Predictors of exercise-induced bronchoconstriction in subjects with mild asthma.

Salameh M; Pini L; Quadri F; Spreafico F; Bottone D; Tantucci C;

Allergy, asthma, and clinical immunology : official journal of the Canadian Society of Allergy and Clinical Immunology [Allergy Asthma Clin Immunol] 2021 Aug 14; Vol. 17 (1), pp. 84.
Date of Electronic Publication: 2021 Aug 14.

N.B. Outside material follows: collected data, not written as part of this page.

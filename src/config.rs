use eyre::{Context, Result, bail};
use pr_monitor::github::{ClientPool, DEFAULT_API_URL, RestClient, RestConfig, split_repo};
use pr_monitor::monitor::MonitorSettings;
use pr_monitor::scheduler::{DEFAULT_FULL_REFRESH_INTERVAL, Priority, RepoPriorityConfig};
use serde::{Deserialize, Serialize};
use std::collections::HashMap;
use std::fs;
use std::path::{Path, PathBuf};
use std::sync::Arc;
use std::time::Duration;

const TOKEN_ENV: &str = "GITHUB_TOKEN";

#[derive(Debug, Clone, Serialize, Deserialize)]
#[serde(default)]
pub struct Config {
    pub github_token: Option<String>,
    pub org_tokens: HashMap<String, String>,
    pub api_url: String,
    pub username: Option<String>,
    pub authors: Vec<String>,
    pub repos: RepoList,
    pub poll_intervals: PollIntervals,
    pub max_age_days: u32,
    pub full_refresh_interval_secs: Option<u64>,
    pub data_dir: Option<PathBuf>,
}

/// Either `["owner/repo", ...]` or `{high: [...], medium: [...], low: [...]}`.
#[derive(Debug, Clone, Serialize, Deserialize)]
#[serde(untagged)]
pub enum RepoList {
    Flat(Vec<String>),
    Tiered(TieredRepos),
}

impl Default for RepoList {
    fn default() -> Self {
        RepoList::Flat(Vec::new())
    }
}

#[derive(Debug, Clone, Default, Serialize, Deserialize)]
#[serde(default)]
pub struct TieredRepos {
    pub high: Vec<String>,
    pub medium: Vec<String>,
    pub low: Vec<String>,
}

impl TieredRepos {
    fn tier(&self, priority: Priority) -> &[String] {
        match priority {
            Priority::High => &self.high,
            Priority::Medium => &self.medium,
            Priority::Low => &self.low,
        }
    }
}

/// Per-tier poll intervals in seconds
#[derive(Debug, Clone, Serialize, Deserialize)]
#[serde(default)]
pub struct PollIntervals {
    pub high: u64,
    pub medium: u64,
    pub low: u64,
}

impl Default for PollIntervals {
    fn default() -> Self {
        Self {
            high: 120,
            medium: 900,
            low: 7200,
        }
    }
}

impl PollIntervals {
    pub fn for_priority(&self, priority: Priority) -> Duration {
        Duration::from_secs(match priority {
            Priority::High => self.high,
            Priority::Medium => self.medium,
            Priority::Low => self.low,
        })
    }
}

impl Default for Config {
    fn default() -> Self {
        Self {
            github_token: None,
            org_tokens: HashMap::new(),
            api_url: DEFAULT_API_URL.to_string(),
            username: None,
            authors: Vec::new(),
            repos: RepoList::default(),
            poll_intervals: PollIntervals::default(),
            max_age_days: 3,
            full_refresh_interval_secs: None,
            data_dir: None,
        }
    }
}

impl Config {
    /// Load configuration with fallback chain
    pub fn load(config_path: Option<&PathBuf>) -> Result<Self> {
        // If explicit config path provided, try to load it
        if let Some(path) = config_path {
            return Self::load_from_file(path).context(format!("Failed to load config from {}", path.display()));
        }

        let project_name = env!("CARGO_PKG_NAME");

        // Try primary location: ~/.config/<project>/config.yaml
        if let Some(config_dir) = dirs::config_dir() {
            let primary_config = config_dir.join(project_name).join("config.yaml");
            if primary_config.exists() {
                match Self::load_from_file(&primary_config) {
                    Ok(config) => return Ok(config),
                    Err(e) => {
                        log::warn!("Failed to load config from {}: {}", primary_config.display(), e);
                    }
                }
            }
        }

        // Try fallback location: ./<project>.yml
        let fallback_config = PathBuf::from(format!("{}.yml", project_name));
        if fallback_config.exists() {
            match Self::load_from_file(&fallback_config) {
                Ok(config) => return Ok(config),
                Err(e) => {
                    log::warn!("Failed to load config from {}: {}", fallback_config.display(), e);
                }
            }
        }

        // No config file found, use defaults
        log::info!("No config file found, using defaults");
        Ok(Self::default())
    }

    fn load_from_file<P: AsRef<Path>>(path: P) -> Result<Self> {
        let content = fs::read_to_string(&path).context("Failed to read config file")?;

        let config: Self = serde_yaml::from_str(&content).context("Failed to parse config file")?;

        log::info!("Loaded config from: {}", path.as_ref().display());
        Ok(config)
    }

    /// Check the settings the monitor cannot run without.
    pub fn validate(&self) -> Result<()> {
        if self.authors.iter().all(|a| a.trim().is_empty()) {
            bail!("No authors configured: set `authors` to the logins whose PRs you review");
        }

        let repos = self.all_repos();
        if repos.is_empty() {
            bail!("No repositories configured: set `repos`");
        }
        for repo in &repos {
            split_repo(repo).with_context(|| format!("Invalid repository {:?}: expected owner/name", repo))?;
        }

        if self.default_token().is_none() {
            let uncovered: Vec<&String> = repos
                .iter()
                .filter(|repo| !self.org_tokens.contains_key(repo_owner(repo)))
                .collect();
            if !uncovered.is_empty() {
                bail!(
                    "No GitHub token for {:?}: set `github_token`, {} or `org_tokens`",
                    uncovered,
                    TOKEN_ENV
                );
            }
        }

        Ok(())
    }

    /// Configured token, else the environment.
    pub fn default_token(&self) -> Option<String> {
        self.github_token
            .clone()
            .filter(|t| !t.trim().is_empty())
            .or_else(|| std::env::var(TOKEN_ENV).ok().filter(|t| !t.trim().is_empty()))
    }

    pub fn is_tiered(&self) -> bool {
        matches!(self.repos, RepoList::Tiered(_))
    }

    /// Every repository, high → medium → low for tiered configs.
    pub fn all_repos(&self) -> Vec<String> {
        self.repo_priorities().into_iter().map(|r| r.repo).collect()
    }

    /// Flat lists are polled at the medium interval when notifications are
    /// unavailable.
    pub fn repo_priorities(&self) -> Vec<RepoPriorityConfig> {
        match &self.repos {
            RepoList::Flat(repos) => repos
                .iter()
                .map(|repo| {
                    RepoPriorityConfig::new(
                        repo.clone(),
                        Priority::Medium,
                        self.poll_intervals.for_priority(Priority::Medium),
                    )
                })
                .collect(),
            RepoList::Tiered(tiers) => Priority::ALL
                .iter()
                .flat_map(|priority| {
                    tiers.tier(*priority).iter().map(move |repo| {
                        RepoPriorityConfig::new(repo.clone(), *priority, self.poll_intervals.for_priority(*priority))
                    })
                })
                .collect(),
        }
    }

    pub fn data_dir(&self) -> PathBuf {
        self.data_dir.clone().unwrap_or_else(|| {
            dirs::config_dir()
                .unwrap_or_else(|| PathBuf::from("."))
                .join(env!("CARGO_PKG_NAME"))
        })
    }

    pub fn monitor_settings(&self) -> MonitorSettings {
        let mut settings = MonitorSettings::new(self.data_dir(), self.authors.clone(), self.repo_priorities());
        settings.username = self.username.clone();
        settings.tiered = self.is_tiered();
        settings.max_age_days = self.max_age_days;
        settings.full_refresh_interval = self
            .full_refresh_interval_secs
            .filter(|s| *s > 0)
            .map(Duration::from_secs)
            .unwrap_or(DEFAULT_FULL_REFRESH_INTERVAL);
        settings
    }

    /// One REST client per org token plus the default credential.
    pub fn client_pool(&self) -> Result<ClientPool> {
        let rest_config = RestConfig {
            api_url: self.api_url.clone(),
            ..RestConfig::default()
        };

        let mut pool = ClientPool::new();
        if let Some(token) = self.default_token() {
            let client = RestClient::new(token, rest_config.clone()).context("Failed to build GitHub client")?;
            pool.set_default(Arc::new(client));
        }
        for (org, token) in &self.org_tokens {
            let client = RestClient::new(token.clone(), rest_config.clone())
                .context(format!("Failed to build GitHub client for {}", org))?;
            pool.add_org(org.clone(), Arc::new(client));
        }
        Ok(pool)
    }
}

fn repo_owner(repo: &str) -> &str {
    split_repo(repo).map(|(owner, _)| owner).unwrap_or_default()
}

#[cfg(test)]
mod tests {
    use super::*;

    fn parse(yaml: &str) -> Config {
        serde_yaml::from_str(yaml).unwrap()
    }

    #[test]
    fn test_defaults() {
        let config = parse("authors: [dev]\n");
        assert_eq!(config.api_url, DEFAULT_API_URL);
        assert_eq!(config.max_age_days, 3);
        assert_eq!(config.poll_intervals.high, 120);
        assert_eq!(config.poll_intervals.medium, 900);
        assert_eq!(config.poll_intervals.low, 7200);
        assert!(!config.is_tiered());
        assert_eq!(config.monitor_settings().full_refresh_interval, DEFAULT_FULL_REFRESH_INTERVAL);
    }

    #[test]
    fn test_flat_repo_list() {
        let config = parse(
            r#"
github_token: abc
authors: [dev]
repos:
  - acme/widgets
  - acme/gadgets
"#,
        );
        assert!(!config.is_tiered());
        assert_eq!(config.all_repos(), vec!["acme/widgets", "acme/gadgets"]);
        assert!(config.repo_priorities().iter().all(|r| r.priority == Priority::Medium));
        config.validate().unwrap();
    }

    #[test]
    fn test_tiered_repos_in_priority_order() {
        let config = parse(
            r#"
github_token: abc
authors: [dev]
repos:
  low: [acme/docs]
  high: [acme/core]
  medium: [acme/web, acme/api]
poll_intervals:
  high: 60
"#,
        );
        assert!(config.is_tiered());
        assert_eq!(config.all_repos(), vec!["acme/core", "acme/web", "acme/api", "acme/docs"]);

        let priorities = config.repo_priorities();
        assert_eq!(priorities[0].interval, Duration::from_secs(60));
        assert_eq!(priorities[1].interval, Duration::from_secs(900));
        assert_eq!(priorities[3].priority, Priority::Low);
        assert!(config.monitor_settings().tiered);
    }

    #[test]
    fn test_validate_rejects_missing_authors_and_bad_repos() {
        let config = parse("github_token: abc\nrepos: [acme/widgets]\n");
        assert!(config.validate().is_err());

        let config = parse("github_token: abc\nauthors: [dev]\nrepos: [widgets]\n");
        let err = config.validate().unwrap_err();
        assert!(err.to_string().contains("widgets"));

        let config = parse("github_token: abc\nauthors: [dev]\n");
        assert!(config.validate().is_err());
    }

    #[test]
    fn test_org_tokens_cover_repos_without_default() {
        let config = parse(
            r#"
authors: [dev]
repos: [acme/widgets]
org_tokens:
  acme: xyz
"#,
        );
        config.validate().unwrap();
        let pool = config.client_pool().unwrap();
        assert!(pool.for_repo("acme/widgets").is_some());
    }

    #[test]
    fn test_settings_carry_overrides() {
        let config = parse(
            r#"
authors: [dev]
repos: [acme/widgets]
username: me
max_age_days: 7
full_refresh_interval_secs: 600
data_dir: /tmp/pr-monitor-test
"#,
        );
        let settings = config.monitor_settings();
        assert_eq!(settings.username.as_deref(), Some("me"));
        assert_eq!(settings.max_age_days, 7);
        assert_eq!(settings.full_refresh_interval, Duration::from_secs(600));
        assert_eq!(settings.data_dir, PathBuf::from("/tmp/pr-monitor-test"));
    }
}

Background: Physical effort is capable of triggering airway obstruction in asthmatics, the so-called exercise-induced bronchoconstriction in asthma (EIBa). This study was performed in subjects with mild persistent asthma, aiming to find predictors for developing EIBa.
Methods: In 20 subjects with mild asthma, measurements of baseline functional respiratory parameters and airways responsiveness by a methacholine challenge were obtained on the first day. A maximal, symptom-limited incremental cardiopulmonary exercise test (CPExT) was performed the day after, with subsequent, repeated maneuvers of maximal full forced expiration to monitor the FEV 1 change at 1,3,5,7,10 and 15 min after the end of the exercise.
Results: 19 subjects completed the two-days protocol. No functional parameters both at rest and during effort were useful to predict EIBa after stopping exercise. In asthmatics with EIBa, mean Inspiratory Capacity (IC) did not increase with increasing ventilatory requirements during CPExT because 6 of them (50%) displayed dynamic pulmonary hyperinflation (DH), as documented by their progressive increase of end-expiratory lung volume. This subgroup, showing earlier post-exercise FEV 1 fall, had significantly lower forced mean expiratory flow between 25% and 75% of forced vital capacity (FEF 25-75% ) at rest (p < 0.05) and higher airways responsiveness, expressed as PD 20 FEV 1 (p < 0.05) as compared with other asthmatics with EIBa.
Conclusions: No functional respiratory parameters seem to predict EIBa in mild asthmatics. However, in those with EIBa, a subgroup developed DH during exercise, and this was associated with a baseline reduced forced expiratory flow rates at lower lung volumes and higher airway hyperresponsiveness, suggesting a prominent small airways impairment.